* About this exercise *
This exercise calls for every line of the listing below that contains the word "cannot".

* Entries provided *
:::::

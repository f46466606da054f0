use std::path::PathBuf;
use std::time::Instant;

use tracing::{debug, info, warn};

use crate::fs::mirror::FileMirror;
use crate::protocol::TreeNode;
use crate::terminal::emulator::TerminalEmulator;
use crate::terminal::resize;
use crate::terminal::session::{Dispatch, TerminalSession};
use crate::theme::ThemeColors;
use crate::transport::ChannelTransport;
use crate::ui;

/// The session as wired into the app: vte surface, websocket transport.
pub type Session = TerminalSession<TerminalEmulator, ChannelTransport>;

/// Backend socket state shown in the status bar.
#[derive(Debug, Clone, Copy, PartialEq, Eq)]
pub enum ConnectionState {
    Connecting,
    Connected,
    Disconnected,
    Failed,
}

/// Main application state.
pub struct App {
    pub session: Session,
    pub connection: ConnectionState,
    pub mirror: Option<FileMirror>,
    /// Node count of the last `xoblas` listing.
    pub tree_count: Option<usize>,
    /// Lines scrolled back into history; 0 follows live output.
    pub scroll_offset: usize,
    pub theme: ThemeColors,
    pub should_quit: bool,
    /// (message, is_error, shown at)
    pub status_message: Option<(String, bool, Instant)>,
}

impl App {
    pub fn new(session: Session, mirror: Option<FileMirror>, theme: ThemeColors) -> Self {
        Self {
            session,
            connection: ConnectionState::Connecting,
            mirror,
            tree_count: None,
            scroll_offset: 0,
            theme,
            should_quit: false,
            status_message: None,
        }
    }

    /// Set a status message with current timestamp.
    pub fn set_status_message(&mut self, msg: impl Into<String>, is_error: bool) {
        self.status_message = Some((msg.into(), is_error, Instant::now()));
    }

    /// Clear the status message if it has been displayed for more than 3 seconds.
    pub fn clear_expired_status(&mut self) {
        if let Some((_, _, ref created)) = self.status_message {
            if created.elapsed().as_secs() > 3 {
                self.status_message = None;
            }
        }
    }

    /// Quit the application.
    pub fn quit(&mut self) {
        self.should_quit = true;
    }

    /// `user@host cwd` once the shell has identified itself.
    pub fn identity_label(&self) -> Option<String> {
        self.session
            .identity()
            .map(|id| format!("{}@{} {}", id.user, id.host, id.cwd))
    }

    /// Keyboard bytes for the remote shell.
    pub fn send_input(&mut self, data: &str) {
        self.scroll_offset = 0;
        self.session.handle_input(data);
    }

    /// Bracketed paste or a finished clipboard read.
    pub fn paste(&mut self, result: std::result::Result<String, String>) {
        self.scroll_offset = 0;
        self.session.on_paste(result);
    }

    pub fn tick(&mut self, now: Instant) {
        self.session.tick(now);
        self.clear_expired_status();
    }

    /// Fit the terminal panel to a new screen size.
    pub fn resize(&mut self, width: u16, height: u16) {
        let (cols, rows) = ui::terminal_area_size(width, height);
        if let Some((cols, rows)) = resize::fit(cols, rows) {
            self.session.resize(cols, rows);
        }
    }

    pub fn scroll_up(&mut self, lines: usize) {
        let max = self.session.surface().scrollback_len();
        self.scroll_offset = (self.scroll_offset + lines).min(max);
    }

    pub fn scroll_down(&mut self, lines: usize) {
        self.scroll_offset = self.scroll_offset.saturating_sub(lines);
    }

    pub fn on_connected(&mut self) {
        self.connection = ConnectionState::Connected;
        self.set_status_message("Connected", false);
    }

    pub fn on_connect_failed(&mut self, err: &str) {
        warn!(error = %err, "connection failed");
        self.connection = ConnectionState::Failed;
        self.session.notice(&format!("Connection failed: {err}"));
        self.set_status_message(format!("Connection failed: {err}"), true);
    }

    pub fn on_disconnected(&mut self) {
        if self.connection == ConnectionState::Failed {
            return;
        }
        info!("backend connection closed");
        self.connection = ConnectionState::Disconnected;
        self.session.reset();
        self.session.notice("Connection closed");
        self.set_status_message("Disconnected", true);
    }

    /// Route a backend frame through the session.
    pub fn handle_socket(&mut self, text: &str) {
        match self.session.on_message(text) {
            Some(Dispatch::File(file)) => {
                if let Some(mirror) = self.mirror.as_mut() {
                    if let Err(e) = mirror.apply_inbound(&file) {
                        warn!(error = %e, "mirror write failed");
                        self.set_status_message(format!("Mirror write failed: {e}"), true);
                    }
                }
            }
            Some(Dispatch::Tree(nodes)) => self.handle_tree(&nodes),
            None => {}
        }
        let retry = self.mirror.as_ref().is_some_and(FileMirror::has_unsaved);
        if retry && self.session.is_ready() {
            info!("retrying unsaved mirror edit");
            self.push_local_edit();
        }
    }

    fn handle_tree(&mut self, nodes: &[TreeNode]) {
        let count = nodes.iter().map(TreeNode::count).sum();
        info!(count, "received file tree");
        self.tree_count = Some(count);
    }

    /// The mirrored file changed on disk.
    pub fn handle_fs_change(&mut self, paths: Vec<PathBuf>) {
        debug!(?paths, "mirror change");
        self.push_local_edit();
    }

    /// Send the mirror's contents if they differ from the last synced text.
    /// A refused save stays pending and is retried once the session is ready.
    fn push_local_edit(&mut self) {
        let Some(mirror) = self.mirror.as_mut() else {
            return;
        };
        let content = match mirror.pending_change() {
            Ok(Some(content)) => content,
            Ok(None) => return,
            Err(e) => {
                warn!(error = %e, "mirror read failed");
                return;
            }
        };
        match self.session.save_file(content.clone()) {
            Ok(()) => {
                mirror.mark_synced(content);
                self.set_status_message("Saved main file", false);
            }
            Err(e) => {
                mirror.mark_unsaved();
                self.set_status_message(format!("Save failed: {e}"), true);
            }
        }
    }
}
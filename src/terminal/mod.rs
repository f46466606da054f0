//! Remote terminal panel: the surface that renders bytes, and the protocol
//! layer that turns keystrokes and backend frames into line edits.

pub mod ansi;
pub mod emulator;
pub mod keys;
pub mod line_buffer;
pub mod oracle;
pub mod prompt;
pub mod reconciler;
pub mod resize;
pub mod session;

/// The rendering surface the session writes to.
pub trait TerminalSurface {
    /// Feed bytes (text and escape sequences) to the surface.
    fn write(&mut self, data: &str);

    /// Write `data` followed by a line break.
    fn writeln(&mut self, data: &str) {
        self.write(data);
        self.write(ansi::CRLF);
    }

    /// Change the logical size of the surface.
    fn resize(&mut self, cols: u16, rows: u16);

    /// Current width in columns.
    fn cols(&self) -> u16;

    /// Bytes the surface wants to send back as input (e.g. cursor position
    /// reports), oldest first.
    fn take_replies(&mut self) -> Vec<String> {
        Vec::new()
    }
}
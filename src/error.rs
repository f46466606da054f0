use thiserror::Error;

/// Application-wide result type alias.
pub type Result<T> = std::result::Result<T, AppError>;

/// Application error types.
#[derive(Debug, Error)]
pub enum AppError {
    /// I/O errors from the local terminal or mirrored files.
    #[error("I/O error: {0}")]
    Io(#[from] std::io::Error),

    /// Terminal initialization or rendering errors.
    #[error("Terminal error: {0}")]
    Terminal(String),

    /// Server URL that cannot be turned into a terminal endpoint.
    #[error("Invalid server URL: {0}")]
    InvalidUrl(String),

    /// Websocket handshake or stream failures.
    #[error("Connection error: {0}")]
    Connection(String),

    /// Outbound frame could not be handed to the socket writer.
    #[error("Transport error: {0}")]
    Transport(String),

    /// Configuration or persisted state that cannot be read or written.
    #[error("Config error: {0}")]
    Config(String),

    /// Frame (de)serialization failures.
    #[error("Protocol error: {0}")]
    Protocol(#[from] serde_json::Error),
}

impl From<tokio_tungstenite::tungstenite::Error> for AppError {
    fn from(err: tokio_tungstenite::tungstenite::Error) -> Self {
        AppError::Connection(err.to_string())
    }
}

:::::

* The completed task *
    /// Server URL that cannot be turned into a terminal endpoint.
    /// Configuration or persisted state that cannot be read or written.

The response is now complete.